Astragaloside IV alleviates sepsis-induced muscle atrophy by inhibiting the TGF-β1/Smad signaling pathway.

Abstract

Muscle atrophy occurs in patients with sepsis and increases mortality and disability. Remission of muscle atrophy may improve the quality of life in patients with sepsis. Astragaloside IV (ASIV) has been shown to have excellent anti-inflammatory and anti-fibrotic effects and to reduce organ damage caused by sepsis. However, the effect of ASIV on sepsis-induced muscle atrophy has not been reported. Therefore, this study explored the pharmacological effects and mechanisms of ASIV in sepsis-induced muscle atrophy. Cecal ligation and puncture (CLP) was used to establish a mouse model of sepsis and lipopolysaccharide (LPS)-stimulated C2C12 myotubes. After administration of ASIV, the body weight, tibialis anterior (TA) and gastrocnemius muscle weight and fiber cross-sectional area of the mice were measured. The diameter of myotubes was observed by immunofluorescence staining. ELISA was used to assess inflammatory factors in plasma and cell culture supernatants. RT-PCR and Western blotting were used to detect the expression of MuRF1, Atrogin-1 and TGF-β1/Smad signaling pathway components in TA and C2C12 myotubes. Our study found that ASIV reduced serum inflammatory factors and improved survival in septic mice.
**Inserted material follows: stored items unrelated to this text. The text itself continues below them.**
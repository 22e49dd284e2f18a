//! # Events Module
//!
//! Event-driven progress reporting. The core emits events through a
//! channel so any front end (CLI today, GUI later) can subscribe.
//!
//! ## Example
//! ```rust,ignore
//! let (sender, receiver) = EventChannel::new();
//!
//! std::thread::spawn(move || {
//!     for event in receiver.iter() {
//!         if let Event::Detect(DetectEvent::Progress(p)) = event {
//!             println!("scanned {}/{}", p.completed, p.total);
//!         }
//!     }
//! });
//!
//! pipeline.run_with_events(&sender)?;
//! ```

mod channel;
mod types;

pub use channel::{null_sender, EventChannel, EventReceiver, EventSender};
pub use types::*;
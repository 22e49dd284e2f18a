//! Clarifai general-model concept detection.
//!
//! Posts the image as a base64 payload to the public general model and
//! turns the returned concepts into normalized tags.

use super::{Detector, Provider};
use crate::core::normalize::{normalize_score, normalize_tag};
use crate::core::TagMap;
use crate::error::DetectError;
use base64::engine::general_purpose::STANDARD as BASE64;
use base64::Engine as _;
use serde::Deserialize;
use serde_json::json;
use std::fs;
use std::path::Path;
use tracing::debug;

/// Clarifai's public "general" model
const GENERAL_MODEL_URL: &str =
    "https://api.clarifai.com/v2/models/aaa03c23b3724a16a56b629203edc62c/outputs";

/// Status code Clarifai uses for success
const STATUS_OK: u32 = 10000;

/// Generic concept detection against the Clarifai API
pub struct ClarifaiDetector {
    key: String,
    client: reqwest::blocking::Client,
}

impl ClarifaiDetector {
    pub fn new(key: String) -> Self {
        Self {
            key,
            client: reqwest::blocking::Client::new(),
        }
    }
}

impl Detector for ClarifaiDetector {
    fn name(&self) -> &str {
        "clarifai"
    }

    fn provider(&self) -> Provider {
        Provider::Clarifai
    }

    fn detect(&self, path: &Path) -> Result<TagMap, DetectError> {
        let bytes = fs::read(path).map_err(|e| DetectError::ReadImage {
            path: path.to_path_buf(),
            source: e,
        })?;

        let body = json!({
            "inputs": [{ "data": { "image": { "base64": BASE64.encode(&bytes) } } }]
        });

        let response = self
            .client
            .post(GENERAL_MODEL_URL)
            .header("Authorization", format!("Key {}", self.key))
            .json(&body)
            .send()
            .map_err(|e| DetectError::Transport {
                provider: self.provider().as_str().to_string(),
                reason: e.to_string(),
            })?;

        let payload: OutputsResponse = response.json().map_err(|e| DetectError::Parse {
            provider: self.provider().as_str().to_string(),
            reason: e.to_string(),
        })?;

        match &payload.status {
            Some(status) if status.code == STATUS_OK => {}
            Some(status) => {
                return Err(DetectError::Api {
                    provider: self.provider().as_str().to_string(),
                    reason: status.description.clone(),
                })
            }
            None => {
                return Err(DetectError::Parse {
                    provider: self.provider().as_str().to_string(),
                    reason: "response has no status".to_string(),
                })
            }
        }

        let mut tags = TagMap::new();
        for output in payload.outputs {
            for concept in output.data.concepts {
                if let Some(score) = normalize_score(concept.value) {
                    tags.insert(normalize_tag(&concept.name), score);
                }
            }
        }

        debug!(path = %path.display(), tags = tags.len(), "Clarifai detection done");
        Ok(tags)
    }
}

#[derive(Debug, Deserialize)]
struct OutputsResponse {
    status: Option<Status>,
    #[serde(default)]
    outputs: Vec<Output>,
}

#[derive(Debug, Deserialize)]
struct Status {
    #[serde(default)]
    code: u32,
    #[serde(default)]
    description: String,
}

#[derive(Debug, Deserialize)]
struct Output {
    #[serde(default)]
    data: OutputData,
}

#[derive(Debug, Default, Deserialize)]
struct OutputData {
    #[serde(default)]
    concepts: Vec<Concept>,
}

#[derive(Debug, Deserialize)]
struct Concept {
    #[serde(default)]
    name: String,
    #[serde(default)]
    value: f64,
}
ASIV alleviated muscle mass reduction, myofiber cross-sectional area reduction, and C2C12 myotube atrophy by inhibiting the expression of the E3 ubiquitin ligases MuRF1 and atrogin-1. In addition, we observed that ASIV inhibited TGF-β1/Smad signaling. Inhibition of the TGF-β1/Smad signaling pathway partly blocked the anti-muscle atrophy effect of ASIV. ASIV can alleviate sepsis-induced muscle atrophy, which may be related to the inhibition of the TGF-β1/Smad signaling pathway.